Unlike our previous comparative genomics approach, our current approach was able to identify additional small proteins that were less prevalent, as well as those that were encoded in less prevalent microbes. For example, family 333520 was a predicted transmembrane protein that is unique to Prevotella (Supplementary Data 6, 7), a relatively rare constituent of westernized gut microbiomes24. It shared sequence homology with family 357465, which was also a predicted transmembrane protein exclusive to Prevotella (Supplementary Data 6, 7).
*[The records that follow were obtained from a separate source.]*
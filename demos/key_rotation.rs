//! Rotates the key of an AEAD keyset and persists it encrypted under a
//! master key.
//!
//! Run with `cargo run --example key_rotation`.

use seal_keyset::aead::{self, Aead};
use seal_keyset::keyset::io::{BinaryKeysetReader, BinaryKeysetWriter};
use seal_keyset::{KeysetHandle, KeysetManager, MonitoringAnnotations};

fn main() -> seal_keyset::Result<()> {
    seal_keyset::register_all()?;

    // The master key would normally live in a KMS.
    let master = KeysetHandle::generate_new(&aead::aes256_gcm()?, MonitoringAnnotations::new())?
        .primitive::<dyn Aead>()?;

    let handle = KeysetHandle::generate_new(&aead::aes128_gcm()?, MonitoringAnnotations::new())?;
    let first_key = handle.primary().id();
    let old_ciphertext = handle
        .primitive::<dyn Aead>()?
        .encrypt(b"written before rotation", b"demo")?;
    println!("created keyset with primary key {first_key}");

    let mut manager = KeysetManager::from_handle(&handle);
    let second_key = manager.add(&aead::aes256_gcm()?)?;
    manager.set_primary(second_key)?;
    let rotated = manager.handle()?;
    println!("rotated primary to key {second_key}");

    let aead = rotated.primitive::<dyn Aead>()?;
    let plaintext = aead.decrypt(&old_ciphertext, b"demo")?;
    println!(
        "old ciphertext still decrypts: {}",
        String::from_utf8_lossy(&plaintext)
    );

    let mut writer = BinaryKeysetWriter::new(Vec::new());
    rotated.write(&mut writer, master.as_ref())?;
    let stored = writer.into_inner();
    println!("stored encrypted keyset ({} bytes)", stored.len());

    let mut reader = BinaryKeysetReader::new(stored.as_slice());
    let restored = KeysetHandle::read(&mut reader, master.as_ref(), MonitoringAnnotations::new())?;
    for key in restored.keyset_info().key_info {
        println!("  key {} {:?} {}", key.key_id, key.status, key.type_url);
    }
    Ok(())
}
Finally, families 386917 (55 members) and 386898 (68 members) were notable as they were the most highly translated proteins in our data, with RPKM values ranging between 5,090 and 310,648 (Supplementary Data 6). These families were part of the 2,091 additional small protein families predicted in this study, but not the 420 set that was supported by a comparative genomics approach. We displayed the genomic context of the most highly translated homolog of family 386917 (MetaRibo-Seq RPKM = 310,648; Fig. 6d). These two Clostridiales-specific families (386898 and 386917) both encoded proteins that were 29 amino acids in length (Supplementary Data 6); family 386917 was predicted to be secreted. Even though we could not support these families with comparative genomics using RNAcode25, their reproducible and exceptionally high translation rate suggested that these small proteins were genuine protein-coding genes.
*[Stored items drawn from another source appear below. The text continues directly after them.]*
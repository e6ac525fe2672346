//! The in-memory keyset model.
//!
//! A [`Keyset`] is an ordered list of [`KeyEntry`] values plus the id of the
//! primary key. The model holds data only; structural rules live in
//! [`validation`] and persistence in [`io`].
//!
//! 内存中的密钥集模型。
//!
//! [`Keyset`] 是 [`KeyEntry`] 的有序列表加上主密钥的 ID。
//! 该模型只保存数据；结构规则位于 [`validation`]，持久化位于 [`io`]。
use crate::common;
use crate::error::Result;
use bincode::{Decode, Encode};
#[cfg(feature = "serde")]
use serde::{Deserialize, Serialize};
use std::collections::HashMap;
use std::fmt;
use zeroize::{Zeroize, ZeroizeOnDrop};

pub mod io;
pub mod validation;

/// Opaque metadata attached to a keyset handle for usage telemetry.
///
/// 附加到密钥集句柄上、用于使用情况遥测的不透明元数据。
pub type MonitoringAnnotations = HashMap<String, String>;

/// Whether a key may still be used.
///
/// 密钥是否仍可使用。
#[cfg_attr(feature = "serde", derive(Serialize, Deserialize))]
#[derive(Clone, Copy, Debug, PartialEq, Eq, Hash, Decode, Encode)]
pub enum KeyStatus {
    Unknown,
    Enabled,
    Disabled,
    Destroyed,
}

/// How the output of a composite primitive is tagged with the producing key.
///
/// 复合原语的输出如何用生成它的密钥进行标记。
#[cfg_attr(feature = "serde", derive(Serialize, Deserialize))]
#[derive(Clone, Copy, Debug, PartialEq, Eq, Hash, Decode, Encode)]
pub enum OutputPrefixType {
    Unknown,
    /// `0x01 || key_id`.
    Tink,
    /// `0x00 || key_id`.
    Legacy,
    /// No prefix.
    Raw,
    /// `0x00 || key_id`, without the legacy data suffix.
    Crunchy,
}

/// Classification of the material held by a key.
///
/// 密钥所持有材料的分类。
#[cfg_attr(feature = "serde", derive(Serialize, Deserialize))]
#[derive(Clone, Copy, Debug, PartialEq, Eq, Hash, Decode, Encode)]
pub enum KeyMaterialType {
    UnknownKeymaterial,
    Symmetric,
    AsymmetricPrivate,
    AsymmetricPublic,
    /// The material only references a key held elsewhere (e.g. in a KMS).
    Remote,
}

impl KeyMaterialType {
    /// Returns `true` if keys of this class must never leave the process in cleartext.
    ///
    /// 如果此类密钥绝不能以明文形式离开进程，则返回 `true`。
    pub fn is_secret(self) -> bool {
        matches!(
            self,
            Self::UnknownKeymaterial | Self::Symmetric | Self::AsymmetricPrivate
        )
    }
}

/// Typed key material: the type URL selects the key manager, the value is
/// only interpreted by that manager.
///
/// The value is wiped on drop and never printed by `Debug`.
///
/// 带类型的密钥材料：类型 URL 选择密钥管理器，值只由该管理器解释。
///
/// 该值在释放时被擦除，且永远不会被 `Debug` 打印。
#[derive(Clone, PartialEq, Eq, Decode, Encode, Zeroize, ZeroizeOnDrop)]
pub struct KeyData {
    type_url: String,
    value: Vec<u8>,
    #[zeroize(skip)]
    key_material_type: KeyMaterialType,
}

impl KeyData {
    pub fn new(
        type_url: impl Into<String>,
        value: Vec<u8>,
        key_material_type: KeyMaterialType,
    ) -> Self {
        Self {
            type_url: type_url.into(),
            value,
            key_material_type,
        }
    }

    pub fn type_url(&self) -> &str {
        &self.type_url
    }

    /// The serialized key material. Only key managers should interpret it.
    ///
    /// 序列化的密钥材料。只有密钥管理器应该解释它。
    pub fn value(&self) -> &[u8] {
        &self.value
    }

    pub fn key_material_type(&self) -> KeyMaterialType {
        self.key_material_type
    }

    /// Wipes the key material, keeping the type information.
    pub(crate) fn wipe(&mut self) {
        self.value.zeroize();
    }
}

impl fmt::Debug for KeyData {
    fn fmt(&self, f: &mut fmt::Formatter<'_>) -> fmt::Result {
        f.debug_struct("KeyData")
            .field("type_url", &self.type_url)
            .field("value", &"<redacted>")
            .field("key_material_type", &self.key_material_type)
            .finish()
    }
}

/// One key inside a keyset.
///
/// 密钥集中的一个密钥。
#[derive(Clone, Debug, PartialEq, Eq, Decode, Encode)]
pub struct KeyEntry {
    pub key_data: KeyData,
    pub status: KeyStatus,
    pub key_id: u32,
    pub output_prefix_type: OutputPrefixType,
}

impl KeyEntry {
    /// Returns the material-free description of this key.
    ///
    /// 返回此密钥不含材料的描述。
    pub fn key_info(&self) -> KeyInfo {
        KeyInfo {
            type_url: self.key_data.type_url().to_string(),
            status: self.status,
            key_id: self.key_id,
            output_prefix_type: self.output_prefix_type,
        }
    }
}

/// An ordered collection of keys plus the id of the primary key.
///
/// Nothing here enforces the keyset invariants: duplicate ids, a missing
/// primary or several primaries can all exist in memory until
/// [`validation::validate_keyset`] is run.
///
/// 有序的密钥集合以及主密钥的 ID。
///
/// 这里不强制密钥集不变量：在运行 [`validation::validate_keyset`] 之前，
/// 重复的 ID、缺失的主密钥或多个主密钥都可以存在于内存中。
#[derive(Clone, Debug, Default, PartialEq, Eq, Decode, Encode)]
pub struct Keyset {
    pub primary_key_id: u32,
    pub keys: Vec<KeyEntry>,
}

impl Keyset {
    /// Encodes the keyset into a byte vector.
    ///
    /// 将密钥集编码为字节向量。
    pub fn encode_to_vec(&self) -> Result<Vec<u8>> {
        common::encode_to_vec(self)
    }

    /// Decodes a keyset from a byte slice.
    ///
    /// 从字节切片解码密钥集。
    pub fn decode_from_slice(data: &[u8]) -> Result<Self> {
        common::decode_from_slice(data)
    }

    /// Returns the first key with the given id.
    pub fn find(&self, key_id: u32) -> Option<&KeyEntry> {
        self.keys.iter().find(|key| key.key_id == key_id)
    }

    pub fn contains_key_id(&self, key_id: u32) -> bool {
        self.find(key_id).is_some()
    }

    /// Returns a projection of the keyset that carries no key material and is
    /// safe to log.
    ///
    /// 返回不携带密钥材料、可以安全记录日志的密钥集投影。
    pub fn keyset_info(&self) -> KeysetInfo {
        KeysetInfo {
            primary_key_id: self.primary_key_id,
            key_info: self.keys.iter().map(KeyEntry::key_info).collect(),
        }
    }
}

/// Material-free metadata about one key.
///
/// 关于单个密钥的不含材料的元数据。
#[cfg_attr(feature = "serde", derive(Serialize, Deserialize))]
#[derive(Clone, Debug, PartialEq, Eq, Hash, Decode, Encode)]
pub struct KeyInfo {
    pub type_url: String,
    pub status: KeyStatus,
    pub key_id: u32,
    pub output_prefix_type: OutputPrefixType,
}

/// Material-free metadata about a keyset.
///
/// 关于密钥集的不含材料的元数据。
#[cfg_attr(feature = "serde", derive(Serialize, Deserialize))]
#[derive(Clone, Debug, Default, PartialEq, Eq, Decode, Encode)]
pub struct KeysetInfo {
    pub primary_key_id: u32,
    pub key_info: Vec<KeyInfo>,
}

/// A keyset encrypted under a master AEAD, plus its cleartext metadata.
///
/// 在主 AEAD 下加密的密钥集及其明文元数据。
#[derive(Clone, Debug, PartialEq, Eq, Decode, Encode)]
pub struct EncryptedKeyset {
    pub encrypted_keyset: Vec<u8>,
    pub keyset_info: Option<KeysetInfo>,
}

impl EncryptedKeyset {
    pub fn encode_to_vec(&self) -> Result<Vec<u8>> {
        common::encode_to_vec(self)
    }

    pub fn decode_from_slice(data: &[u8]) -> Result<Self> {
        common::decode_from_slice(data)
    }
}

/// Describes a key to be generated: which key manager, which parameters and
/// which output prefix.
///
/// 描述要生成的密钥：使用哪个密钥管理器、哪些参数以及哪种输出前缀。
#[derive(Clone, Debug, PartialEq, Eq, Decode, Encode)]
pub struct KeyTemplate {
    pub type_url: String,
    /// Manager-specific serialized key format.
    pub value: Vec<u8>,
    pub output_prefix_type: OutputPrefixType,
}

impl KeyTemplate {
    pub fn new(
        type_url: impl Into<String>,
        value: Vec<u8>,
        output_prefix_type: OutputPrefixType,
    ) -> Self {
        Self {
            type_url: type_url.into(),
            value,
            output_prefix_type,
        }
    }

    /// Returns the same template with a different output prefix.
    ///
    /// 返回具有不同输出前缀的相同模板。
    pub fn with_output_prefix(mut self, output_prefix_type: OutputPrefixType) -> Self {
        self.output_prefix_type = output_prefix_type;
        self
    }
}

#[cfg(test)]
mod tests {
    use super::*;

    fn entry(key_id: u32, status: KeyStatus) -> KeyEntry {
        KeyEntry {
            key_data: KeyData::new(
                "test.Key",
                vec![0xAB; 16],
                KeyMaterialType::Symmetric,
            ),
            status,
            key_id,
            output_prefix_type: OutputPrefixType::Tink,
        }
    }

    #[test]
    fn test_key_data_debug_redacts_material() {
        let data = KeyData::new("test.Key", vec![0xAB; 4], KeyMaterialType::Symmetric);
        let printed = format!("{data:?}");
        assert!(printed.contains("test.Key"));
        assert!(printed.contains("<redacted>"));
        assert!(!printed.contains("171"), "material bytes leaked: {printed}");
    }

    #[test]
    fn test_wipe_clears_material() {
        let mut data = KeyData::new("test.Key", vec![1, 2, 3], KeyMaterialType::Symmetric);
        data.wipe();
        assert!(data.value().is_empty());
        assert_eq!(data.type_url(), "test.Key");
    }

    #[test]
    fn test_keyset_codec() {
        let keyset = Keyset {
            primary_key_id: 42,
            keys: vec![entry(42, KeyStatus::Enabled), entry(7, KeyStatus::Disabled)],
        };
        let bytes = keyset.encode_to_vec().unwrap();
        let decoded = Keyset::decode_from_slice(&bytes).unwrap();
        assert_eq!(decoded, keyset);
    }

    #[test]
    fn test_keyset_info_has_no_material() {
        let keyset = Keyset {
            primary_key_id: 42,
            keys: vec![entry(42, KeyStatus::Enabled)],
        };
        let info = keyset.keyset_info();
        assert_eq!(info.primary_key_id, 42);
        assert_eq!(
            info.key_info,
            vec![KeyInfo {
                type_url: "test.Key".to_string(),
                status: KeyStatus::Enabled,
                key_id: 42,
                output_prefix_type: OutputPrefixType::Tink,
            }]
        );
    }

    #[test]
    fn test_secret_classification() {
        assert!(KeyMaterialType::Symmetric.is_secret());
        assert!(KeyMaterialType::AsymmetricPrivate.is_secret());
        assert!(KeyMaterialType::UnknownKeymaterial.is_secret());
        assert!(!KeyMaterialType::AsymmetricPublic.is_secret());
        assert!(!KeyMaterialType::Remote.is_secret());
    }
}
To date, it has been challenging to comprehensively study fecal bacterial communities, or any complex system of bacteria, at the level of protein synthesis. Ribo-Seq of isolated and cultured bacterial strains has provided an understanding of the dynamic regulation of translation15 and gene prediction, and has been especially useful in annotating small genes. However, the standard Ribo-Seq protocol cannot be applied to microbiome samples due to the high purity and cellular input required. Beyond bacteria, ribosome profiling has also been used to reveal the translational landscape and discover microproteins in the human heart27. Here, we developed MetaRibo-Seq to enable studies of gene translation within a natural microbiome setting in a way that is not restricted to culturable species. In addition, we demonstrate that MetaRibo-Seq is a valuable method for detecting and validating small proteins, an area of increasing interest. Using MetaRibo-Seq, we validate 623 previously predicted small protein families4 and also reveal thousands of additional small protein families in the fecal microbiome.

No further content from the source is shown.